Soletron was a social networking and ecommerce platform in lifestyle retail verticals. It is headquartered in Fort Lauderdale, Florida and holds offices in Philadelphia, New York City, and California.  Their revenue model is similar to Etsy.

Formation
Soletron was founded in September 2010 by former Merrill Lynch bankers A.J. Steigman and Shane Robinson with the goal of becoming a social networking and ecommerce company. In March 2011 they launched their blog and their app debuted in October 2011. Their ecommerce platform was established in December 2011.

General information
The Soletron platform is designed to facilitate the interaction between consumers and independent brands. Soletron has a structure similar to Etsy as it does not hold any inventory. Sellers sign up through the website to post their inventory online. Soletron brings a social element to retail as users can create profiles to follow brands or other members. They can also favorite products and share them with the online community. Soletron features a lifestyle blog meant to keep their visitors up to date on sneakerhead trends.

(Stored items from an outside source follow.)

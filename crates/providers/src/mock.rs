//! Offline provider for development and tests.
//!
//! Replies with scripted responses in order, then falls back to a fixed
//! text reply forever. Every request is kept for inspection. Never touches
//! the network.

use async_trait::async_trait;
use opsclaw_core::error::ProviderError;
use opsclaw_core::message::{Message, MessageToolCall};
use opsclaw_core::provider::{FinishReason, Provider, ProviderRequest, ProviderResponse, Usage};
use std::collections::VecDeque;
use std::sync::Mutex;

pub const DEFAULT_MOCK_REPLY: &str = "I'm a mock assistant. How can I help?";

fn estimate_tokens(text: &str) -> u32 {
    (text.len() / 4) as u32
}

/// A provider with a queue of canned replies.
pub struct MockProvider {
    name: String,
    script: Mutex<VecDeque<Result<ProviderResponse, ProviderError>>>,
    history: Mutex<Vec<ProviderRequest>>,
    default_reply: String,
}

impl Default for MockProvider {
    fn default() -> Self {
        Self::new()
    }
}

impl MockProvider {
    pub fn new() -> Self {
        Self {
            name: "mock".into(),
            script: Mutex::new(VecDeque::new()),
            history: Mutex::new(Vec::new()),
            default_reply: DEFAULT_MOCK_REPLY.into(),
        }
    }

    /// Mock that replies with `responses` in order.
    pub fn scripted(responses: Vec<ProviderResponse>) -> Self {
        let mock = Self::new();
        for response in responses {
            mock.push(response);
        }
        mock
    }

    pub fn with_name(mut self, name: impl Into<String>) -> Self {
        self.name = name.into();
        self
    }

    pub fn with_default_reply(mut self, reply: impl Into<String>) -> Self {
        self.default_reply = reply.into();
        self
    }

    /// Queue a response.
    pub fn push(&self, response: ProviderResponse) {
        self.script
            .lock()
            .unwrap_or_else(|e| e.into_inner())
            .push_back(Ok(response));
    }

    /// Queue a failure.
    pub fn push_error(&self, error: ProviderError) {
        self.script
            .lock()
            .unwrap_or_else(|e| e.into_inner())
            .push_back(Err(error));
    }

    /// Every request received so far, oldest first.
    pub fn call_history(&self) -> Vec<ProviderRequest> {
        self.history.lock().unwrap_or_else(|e| e.into_inner()).clone()
    }

    pub fn call_count(&self) -> usize {
        self.history.lock().unwrap_or_else(|e| e.into_inner()).len()
    }

    /// A text reply as the mock would produce it.
    pub fn text(content: impl Into<String>) -> ProviderResponse {
        let content = content.into();
        ProviderResponse {
            usage: Usage::new(0, estimate_tokens(&content)),
            content: Some(content),
            tool_calls: Vec::new(),
            model: "mock".into(),
            finish_reason: FinishReason::Stop,
        }
    }

    /// A reply requesting one tool call.
    pub fn tool_call(id: impl Into<String>, name: impl Into<String>, arguments: serde_json::Value) -> ProviderResponse {
        Self::tool_calls(vec![MessageToolCall {
            id: id.into(),
            name: name.into(),
            arguments: arguments.to_string(),
        }])
    }

    /// A reply requesting several tool calls in one turn.
    pub fn tool_calls(calls: Vec<MessageToolCall>) -> ProviderResponse {
        let completion = calls
            .iter()
            .map(|c| estimate_tokens(&c.arguments) + estimate_tokens(&c.name))
            .sum();
        ProviderResponse {
            content: None,
            tool_calls: calls,
            usage: Usage::new(0, completion),
            model: "mock".into(),
            finish_reason: FinishReason::ToolCalls,
        }
    }
}

fn prompt_tokens(messages: &[Message]) -> u32 {
    messages.iter().map(|m| estimate_tokens(&m.content)).sum()
}

#[async_trait]
impl Provider for MockProvider {
    fn name(&self) -> &str {
        &self.name
    }

    async fn complete(&self, request: ProviderRequest) -> Result<ProviderResponse, ProviderError> {
        let prompt = prompt_tokens(&request.messages);
        let model = request.model.clone();
        self.history
            .lock()
            .unwrap_or_else(|e| e.into_inner())
            .push(request);

        let next = self
            .script
            .lock()
            .unwrap_or_else(|e| e.into_inner())
            .pop_front();

        let mut response = match next {
            Some(scripted) => scripted?,
            None => Self::text(self.default_reply.clone()),
        };
        response.usage = Usage::new(prompt, response.usage.completion_tokens);
        if response.model == "mock" && !model.is_empty() {
            response.model = model;
        }
        Ok(response)
    }
}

Soletron is known for launching the first ever sneakerhead comic book as part of their marketing efforts and have been deemed a source of authority for the community. They cater mainly to sneakerheads and streetwear consumers, that are between the ages of 15-25.

In November 2012, the company transitioned into a full content platform for the youth community.

Soletron was acquired in July 2014, by its industry leader and the world's largest global streetwear retailer Karmaloop, for an undisclosed amount.

Statistics
Soletron hosts as many as 300,000 unique monthly visitors and makes 9,000,000 impressions per month. This company has an online presence in over 200 countries. As of February 2013, the company had over 200,000 Twitter followers and 100,000 Facebook fans.

Brands
Nooka and Dunkelvolk are two among dozens of brands featured on Soletron's e-commerce platform. Through these brands, they currently have over 1,200 products available on the site.

Advisory board

Soletron's advisory board consists of the following individuals:
Bruce Chizen (Former CEO of Adobe Systems)
Santonio Holmes (Super Bowl MVP and current member of the New York Jets)
Tom Austin (Founder of AND1)
John Friedman (Founder of Easton Capital)
Bob Rice (Founder of Tangent Capital and Bloomberg Contributor)

Press and accolades
Soletron has been highlighted in CNBC, Reuters, Huffington Post, Business Insider, and Bloomberg TV.